NEW YORK • The world faces the largest humanitarian crisis since the end of World War II with over 20 million people in four countries facing starvation and famine, a senior United Nations official has warned.
Without collective and coordinated global efforts, "people will simply starve to death" and "many more will suffer and die from disease", Mr Stephen O'Brien, the UN undersecretary-general for humanitarian affairs, told the Security Council in New York on Friday.
He urged an immediate injection of funds for Yemen, South Sudan, Somalia and north-east Nigeria "to avert a catastrophe", The Guardian news site reported. "To be precise," Mr O'Brien said, "we need US$4.4 billion (S$6.2 billion) by July."
According to The Guardian, UN and food organisations define famine as when more than 30 per cent of children under the age of five suffer from acute malnutrition and mortality rates are two or more deaths per 10,000 people every day, among other criteria.
The largest humanitarian crisis is in Yemen where two-thirds of the population - 18.8 million people - need aid and more than seven million people are hungry and do not know where their next meal will come from. It is thought that a child dies every 10 minutes in Yemen from a preventable disease, while half a million children under the age of five are suffering from severe acute malnutrition, said the BBC.

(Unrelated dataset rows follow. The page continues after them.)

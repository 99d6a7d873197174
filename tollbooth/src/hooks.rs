//! Lifecycle hook contexts and outcomes.
//!
//! Hooks are the protocol's extensibility points. Each category is a list of
//! async closures run in registration order:
//!
//! - a **before** hook may return [`AbortResult`] to short-circuit the
//!   operation, and on the client may mutate the pending `extensions`;
//! - an **after** hook observes the outcome and cannot change it;
//! - an **on-failure** hook may return a recovery value that replaces the
//!   failure.
//!
//! Sync hook logic wraps itself in an immediately-ready future; the engine
//! awaits every hook uniformly.

use crate::proto::v1::{PaymentPayloadV1, PaymentRequiredV1, PaymentRequirementsV1};
use crate::proto::{
    ExtensionMap, PaymentPayload, PaymentRequired, PaymentRequirements, SettleResponse,
    VerifyResponse,
};

/// Returned from a before hook to abort the operation.
#[derive(Debug, Clone)]
pub struct AbortResult {
    /// Human-readable reason for aborting.
    pub reason: String,
}

impl AbortResult {
    /// Creates a new abort result.
    #[must_use]
    pub fn new(reason: impl Into<String>) -> Self {
        Self {
            reason: reason.into(),
        }
    }
}

/// Returned from a client failure hook to recover with a payload.
#[derive(Debug, Clone)]
pub enum RecoveredPayloadResult {
    /// Recovered V2 payload.
    V2(Box<PaymentPayload>),
    /// Recovered V1 payload.
    V1(PaymentPayloadV1),
}

/// Returned from a verify failure hook to recover with a verdict.
#[derive(Debug, Clone)]
pub struct RecoveredVerifyResult {
    /// The recovered verify response.
    pub result: VerifyResponse,
}

/// Returned from a settle failure hook to recover with a receipt.
#[derive(Debug, Clone)]
pub struct RecoveredSettleResult {
    /// The recovered settle response.
    pub result: SettleResponse,
}

/// Context for before-payment-creation hooks (client side).
///
/// `extensions` starts as a copy of the declarations from the 402 response;
/// hooks may mutate it and the final map is carried into the signed payload.
#[derive(Debug, Clone)]
pub struct PaymentCreationContext {
    /// The 402 response from the server.
    pub payment_required: PaymentRequiredView,
    /// The selected payment requirements.
    pub selected_requirements: RequirementsView,
    /// Extension data that will be attached to the payload.
    pub extensions: Option<ExtensionMap>,
}

/// Context passed to after-payment-creation hooks.
#[derive(Debug, Clone)]
pub struct PaymentCreatedContext {
    /// The 402 response from the server.
    pub payment_required: PaymentRequiredView,
    /// The selected payment requirements.
    pub selected_requirements: RequirementsView,
    /// The created payment payload.
    pub payment_payload: PayloadView,
}

/// Context passed to payment-creation-failure hooks.
#[derive(Debug, Clone)]
pub struct PaymentCreationFailureContext {
    /// The 402 response from the server.
    pub payment_required: PaymentRequiredView,
    /// The selected payment requirements.
    pub selected_requirements: RequirementsView,
    /// Description of the error that caused the failure.
    pub error: String,
}

/// Context for verify hooks (server side).
#[derive(Debug, Clone)]
pub struct VerifyContext {
    /// The payment payload being verified.
    pub payment_payload: PayloadView,
    /// The requirements being verified against.
    pub requirements: RequirementsView,
}

/// Context passed to after-verify hooks.
#[derive(Debug, Clone)]
pub struct VerifyResultContext {
    /// The payment payload that was verified.
    pub payment_payload: PayloadView,
    /// The requirements verified against.
    pub requirements: RequirementsView,
    /// The verification result.
    pub result: VerifyResponse,
}

/// Context passed to verify failure hooks.
#[derive(Debug, Clone)]
pub struct VerifyFailureContext {
    /// The payment payload that failed verification.
    pub payment_payload: PayloadView,
    /// The requirements verified against.
    pub requirements: RequirementsView,
    /// Description of the error.
    pub error: String,
}

/// Context for settle hooks (server side).
#[derive(Debug, Clone)]
pub struct SettleContext {
    /// The payment payload being settled.
    pub payment_payload: PayloadView,
    /// The requirements for settlement.
    pub requirements: RequirementsView,
}

/// Context passed to after-settle hooks.
#[derive(Debug, Clone)]
pub struct SettleResultContext {
    /// The payment payload that was settled.
    pub payment_payload: PayloadView,
    /// The requirements for settlement.
    pub requirements: RequirementsView,
    /// The settlement result.
    pub result: SettleResponse,
}

/// Context passed to settle failure hooks.
#[derive(Debug, Clone)]
pub struct SettleFailureContext {
    /// The payment payload that failed settlement.
    pub payment_payload: PayloadView,
    /// The requirements for settlement.
    pub requirements: RequirementsView,
    /// Description of the error.
    pub error: String,
}

/// Version-agnostic view of a payment payload.
#[derive(Debug, Clone)]
pub enum PayloadView {
    /// V2 payload.
    V2(Box<PaymentPayload>),
    /// V1 payload.
    V1(PaymentPayloadV1),
}

/// Version-agnostic view of a 402 response.
#[derive(Debug, Clone)]
pub enum PaymentRequiredView {
    /// V2 payment required.
    V2(PaymentRequired),
    /// V1 payment required.
    V1(PaymentRequiredV1),
}

/// Version-agnostic view of payment requirements.
#[derive(Debug, Clone)]
pub enum RequirementsView {
    /// V2 requirements.
    V2(PaymentRequirements),
    /// V1 requirements.
    V1(PaymentRequirementsV1),
}

impl RequirementsView {
    /// Returns the scheme identifier.
    #[must_use]
    pub fn scheme(&self) -> &str {
        match self {
            Self::V2(r) => &r.scheme,
            Self::V1(r) => &r.scheme,
        }
    }

    /// Returns the network identifier.
    #[must_use]
    pub fn network(&self) -> &str {
        match self {
            Self::V2(r) => &r.network,
            Self::V1(r) => &r.network,
        }
    }

    /// Returns the payment amount as a string.
    #[must_use]
    pub fn amount(&self) -> &str {
        match self {
            Self::V2(r) => r.amount(),
            Self::V1(r) => r.amount(),
        }
    }
}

The Arab world's poorest nation has been engulfed in two years of war between Iran-backed Houthi insurgents and the government, which is backed by a coalition led by Saudi Arabia.
Mr O'Brien said US$2.1 billion is needed this year to reach 12 million Yemenis "with life-saving assistance and protection" but only 6 per cent of that sum has been received so far.
The ravages of war have also hit South Sudan, where three years of fighting has caused a man-made famine. Over 7.5 million people there are in need of aid, with over one million children estimated to be acutely malnourished.
In Somalia, more than half the population - 6.2 million people - need humanitarian assistance and protection, including 2.9 million who are at risk of famine and require immediate help "to save or sustain their lives".
Mr O'Brien warned that close to one million children under the age of five would be "acutely malnourished" this year.
"What I saw and heard during my visit to Somalia was distressing - women and children walk for weeks in search of food and water. They have lost their livestock, water sources have dried up and they have nothing left to survive on," he said.
In north-east Nigeria, a seven-year uprising by the Islamist extremist group Boko Haram has driven 2.6 million people from their homes. Malnutrition in the north-east is so pronounced that some adults are too weak to walk and some communities have lost all their toddlers.
"To be clear, we can avert a famine," Mr O'Brien said. "We're ready despite incredible risk and danger... but we need those huge funds now."